Segment Start: Data section

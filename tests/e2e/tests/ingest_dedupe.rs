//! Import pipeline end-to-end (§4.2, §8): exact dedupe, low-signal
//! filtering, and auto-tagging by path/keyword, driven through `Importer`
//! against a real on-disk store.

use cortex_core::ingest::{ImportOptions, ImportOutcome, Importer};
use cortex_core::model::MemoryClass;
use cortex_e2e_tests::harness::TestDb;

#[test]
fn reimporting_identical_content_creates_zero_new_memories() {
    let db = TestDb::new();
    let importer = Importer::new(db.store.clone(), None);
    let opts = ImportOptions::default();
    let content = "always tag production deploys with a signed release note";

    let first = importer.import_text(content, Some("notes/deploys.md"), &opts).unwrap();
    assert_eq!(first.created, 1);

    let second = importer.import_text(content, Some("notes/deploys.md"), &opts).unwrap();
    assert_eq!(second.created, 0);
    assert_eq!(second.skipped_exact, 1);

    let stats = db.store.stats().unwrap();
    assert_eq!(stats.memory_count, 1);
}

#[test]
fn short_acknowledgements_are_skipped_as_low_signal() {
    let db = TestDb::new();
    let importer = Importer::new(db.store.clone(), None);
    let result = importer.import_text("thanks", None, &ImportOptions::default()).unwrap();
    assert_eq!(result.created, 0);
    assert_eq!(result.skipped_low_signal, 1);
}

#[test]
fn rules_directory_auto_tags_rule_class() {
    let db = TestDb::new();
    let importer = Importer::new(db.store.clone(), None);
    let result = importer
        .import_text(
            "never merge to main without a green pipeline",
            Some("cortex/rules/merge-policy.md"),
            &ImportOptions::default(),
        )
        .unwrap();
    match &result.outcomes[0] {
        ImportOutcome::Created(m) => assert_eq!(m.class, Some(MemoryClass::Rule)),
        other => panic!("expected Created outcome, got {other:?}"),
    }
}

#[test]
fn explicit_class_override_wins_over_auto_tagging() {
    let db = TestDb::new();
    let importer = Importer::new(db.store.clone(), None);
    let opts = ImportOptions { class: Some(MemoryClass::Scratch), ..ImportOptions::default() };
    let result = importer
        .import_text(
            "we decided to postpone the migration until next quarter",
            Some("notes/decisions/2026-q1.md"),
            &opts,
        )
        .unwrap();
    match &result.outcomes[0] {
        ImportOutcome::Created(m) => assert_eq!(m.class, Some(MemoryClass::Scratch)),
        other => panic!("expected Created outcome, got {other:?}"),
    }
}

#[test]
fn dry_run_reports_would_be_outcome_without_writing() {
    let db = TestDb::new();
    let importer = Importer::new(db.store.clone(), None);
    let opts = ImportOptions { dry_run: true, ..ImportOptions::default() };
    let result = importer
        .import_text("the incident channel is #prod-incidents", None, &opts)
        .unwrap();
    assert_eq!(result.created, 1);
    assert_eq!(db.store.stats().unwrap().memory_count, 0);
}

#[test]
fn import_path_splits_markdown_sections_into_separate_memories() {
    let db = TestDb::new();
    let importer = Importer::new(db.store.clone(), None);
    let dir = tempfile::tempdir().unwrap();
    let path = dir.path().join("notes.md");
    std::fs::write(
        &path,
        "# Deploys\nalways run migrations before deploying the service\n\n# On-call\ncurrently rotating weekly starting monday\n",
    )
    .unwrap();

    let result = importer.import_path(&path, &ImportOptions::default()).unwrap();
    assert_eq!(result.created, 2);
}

Segment End: Data section
Segment Start: Data section

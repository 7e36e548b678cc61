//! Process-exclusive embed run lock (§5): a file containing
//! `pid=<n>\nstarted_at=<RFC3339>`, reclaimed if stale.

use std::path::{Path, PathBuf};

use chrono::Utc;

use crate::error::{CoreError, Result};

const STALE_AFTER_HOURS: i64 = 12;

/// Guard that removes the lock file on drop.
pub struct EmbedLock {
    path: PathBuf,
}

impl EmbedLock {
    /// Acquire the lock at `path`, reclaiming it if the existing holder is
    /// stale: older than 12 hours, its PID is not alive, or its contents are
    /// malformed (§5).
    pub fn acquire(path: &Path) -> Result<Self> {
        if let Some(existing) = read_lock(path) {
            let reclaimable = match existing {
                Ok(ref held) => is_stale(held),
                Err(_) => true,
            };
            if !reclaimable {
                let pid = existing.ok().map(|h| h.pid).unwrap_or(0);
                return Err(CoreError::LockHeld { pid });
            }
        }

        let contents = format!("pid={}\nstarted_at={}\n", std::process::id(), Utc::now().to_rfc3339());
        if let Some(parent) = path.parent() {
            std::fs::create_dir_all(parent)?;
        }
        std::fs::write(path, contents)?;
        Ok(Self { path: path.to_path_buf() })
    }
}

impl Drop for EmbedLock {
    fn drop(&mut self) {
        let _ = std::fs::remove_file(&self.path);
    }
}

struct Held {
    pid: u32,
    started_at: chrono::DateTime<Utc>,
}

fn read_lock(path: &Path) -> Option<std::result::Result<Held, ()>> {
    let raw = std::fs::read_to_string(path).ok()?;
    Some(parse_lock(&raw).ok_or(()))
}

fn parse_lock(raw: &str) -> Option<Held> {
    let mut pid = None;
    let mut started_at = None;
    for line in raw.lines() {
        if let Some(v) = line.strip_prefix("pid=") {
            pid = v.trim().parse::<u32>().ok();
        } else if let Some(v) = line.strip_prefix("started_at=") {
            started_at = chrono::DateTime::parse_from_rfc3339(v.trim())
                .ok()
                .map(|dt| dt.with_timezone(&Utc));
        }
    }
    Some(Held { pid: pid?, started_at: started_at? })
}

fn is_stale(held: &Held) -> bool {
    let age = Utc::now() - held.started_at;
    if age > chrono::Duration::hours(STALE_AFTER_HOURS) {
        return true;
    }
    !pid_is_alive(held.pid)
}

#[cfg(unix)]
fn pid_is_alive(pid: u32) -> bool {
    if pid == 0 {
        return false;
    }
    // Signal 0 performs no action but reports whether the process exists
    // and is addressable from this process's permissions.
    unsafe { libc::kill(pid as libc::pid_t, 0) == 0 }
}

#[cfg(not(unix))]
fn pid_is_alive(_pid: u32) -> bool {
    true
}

Segment End: Data section
Segment Start: Data section

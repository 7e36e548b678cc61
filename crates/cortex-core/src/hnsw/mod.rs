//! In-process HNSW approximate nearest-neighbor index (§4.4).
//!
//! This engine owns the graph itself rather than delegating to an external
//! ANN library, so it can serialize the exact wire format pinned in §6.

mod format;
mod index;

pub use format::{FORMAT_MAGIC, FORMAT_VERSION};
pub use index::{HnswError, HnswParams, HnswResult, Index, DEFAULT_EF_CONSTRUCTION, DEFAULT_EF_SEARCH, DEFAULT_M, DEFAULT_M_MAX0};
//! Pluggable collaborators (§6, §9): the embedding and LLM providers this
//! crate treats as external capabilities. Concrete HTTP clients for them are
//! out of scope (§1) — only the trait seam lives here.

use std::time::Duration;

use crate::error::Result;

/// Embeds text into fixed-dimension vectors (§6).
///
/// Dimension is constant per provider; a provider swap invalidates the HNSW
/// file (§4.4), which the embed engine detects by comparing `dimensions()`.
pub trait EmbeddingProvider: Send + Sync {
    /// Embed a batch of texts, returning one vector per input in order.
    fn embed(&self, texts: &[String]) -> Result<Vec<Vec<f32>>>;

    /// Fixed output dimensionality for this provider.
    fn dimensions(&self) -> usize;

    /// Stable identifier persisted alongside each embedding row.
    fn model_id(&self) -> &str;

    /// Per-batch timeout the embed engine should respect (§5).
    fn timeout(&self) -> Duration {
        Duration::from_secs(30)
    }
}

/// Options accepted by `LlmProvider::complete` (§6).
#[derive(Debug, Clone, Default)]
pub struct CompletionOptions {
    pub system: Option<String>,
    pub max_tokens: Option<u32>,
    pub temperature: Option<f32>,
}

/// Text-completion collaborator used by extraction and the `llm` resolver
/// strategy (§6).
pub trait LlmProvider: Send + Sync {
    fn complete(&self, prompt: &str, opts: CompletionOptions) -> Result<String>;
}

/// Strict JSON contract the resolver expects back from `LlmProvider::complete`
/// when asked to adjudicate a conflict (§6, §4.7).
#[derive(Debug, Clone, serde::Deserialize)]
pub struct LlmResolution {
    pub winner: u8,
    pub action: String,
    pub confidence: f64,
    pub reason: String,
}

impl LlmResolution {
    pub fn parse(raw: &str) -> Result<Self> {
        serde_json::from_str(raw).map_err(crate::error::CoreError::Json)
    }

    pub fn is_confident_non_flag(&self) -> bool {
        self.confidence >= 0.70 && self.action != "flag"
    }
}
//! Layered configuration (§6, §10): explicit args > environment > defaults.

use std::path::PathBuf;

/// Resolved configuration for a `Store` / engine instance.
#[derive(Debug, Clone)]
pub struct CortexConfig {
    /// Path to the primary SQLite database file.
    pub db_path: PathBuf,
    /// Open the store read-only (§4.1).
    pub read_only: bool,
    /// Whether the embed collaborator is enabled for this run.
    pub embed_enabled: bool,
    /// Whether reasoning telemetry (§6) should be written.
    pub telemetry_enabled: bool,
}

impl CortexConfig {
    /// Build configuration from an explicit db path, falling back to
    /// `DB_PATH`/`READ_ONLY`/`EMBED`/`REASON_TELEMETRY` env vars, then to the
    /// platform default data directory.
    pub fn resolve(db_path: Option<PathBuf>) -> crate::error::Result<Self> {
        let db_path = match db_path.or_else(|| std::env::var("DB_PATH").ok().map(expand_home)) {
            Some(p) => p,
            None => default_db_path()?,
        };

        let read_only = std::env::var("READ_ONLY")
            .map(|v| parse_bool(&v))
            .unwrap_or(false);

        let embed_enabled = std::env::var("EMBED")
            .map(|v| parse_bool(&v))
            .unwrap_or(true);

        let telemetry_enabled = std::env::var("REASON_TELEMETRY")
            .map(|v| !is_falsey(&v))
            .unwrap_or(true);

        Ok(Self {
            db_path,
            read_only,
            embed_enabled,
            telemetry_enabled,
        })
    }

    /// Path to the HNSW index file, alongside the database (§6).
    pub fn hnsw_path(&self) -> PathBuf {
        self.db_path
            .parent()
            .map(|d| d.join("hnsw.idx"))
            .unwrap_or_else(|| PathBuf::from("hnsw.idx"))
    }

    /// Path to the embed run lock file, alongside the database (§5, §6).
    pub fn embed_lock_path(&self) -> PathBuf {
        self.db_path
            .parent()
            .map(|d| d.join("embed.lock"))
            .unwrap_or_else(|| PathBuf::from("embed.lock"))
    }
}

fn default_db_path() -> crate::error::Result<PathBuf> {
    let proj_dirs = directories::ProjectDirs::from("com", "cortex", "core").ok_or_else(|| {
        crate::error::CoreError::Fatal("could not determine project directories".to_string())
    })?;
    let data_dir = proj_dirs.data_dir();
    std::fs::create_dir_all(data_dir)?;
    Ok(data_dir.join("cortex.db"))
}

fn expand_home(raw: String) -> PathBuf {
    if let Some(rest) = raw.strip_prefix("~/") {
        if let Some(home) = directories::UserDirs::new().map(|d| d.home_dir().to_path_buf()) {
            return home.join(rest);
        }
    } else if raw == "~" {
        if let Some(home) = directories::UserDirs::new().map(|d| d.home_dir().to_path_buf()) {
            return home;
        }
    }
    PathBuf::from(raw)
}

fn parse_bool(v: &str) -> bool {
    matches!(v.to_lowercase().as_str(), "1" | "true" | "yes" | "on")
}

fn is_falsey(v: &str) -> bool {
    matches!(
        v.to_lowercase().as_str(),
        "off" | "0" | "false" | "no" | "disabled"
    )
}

Segment End: Data section

* Task item *
Retype only this portion of the data above: the line containing "fn model_id(&self) -> &str;", the line containing "Strict JSON contract", and all lines between them, exactly.

* Task result *
    fn model_id(&self) -> &str;

    /// Per-batch timeout the embed engine should respect (§5).
    fn timeout(&self) -> Duration {
        Duration::from_secs(30)
    }
}

/// Options accepted by `LlmProvider::complete` (§6).
#[derive(Debug, Clone, Default)]
pub struct CompletionOptions {
    pub system: Option<String>,
    pub max_tokens: Option<u32>,
    pub temperature: Option<f32>,
}

/// Text-completion collaborator used by extraction and the `llm` resolver
/// strategy (§6).
pub trait LlmProvider: Send + Sync {
    fn complete(&self, prompt: &str, opts: CompletionOptions) -> Result<String>;
}

/// Strict JSON contract the resolver expects back from `LlmProvider::complete`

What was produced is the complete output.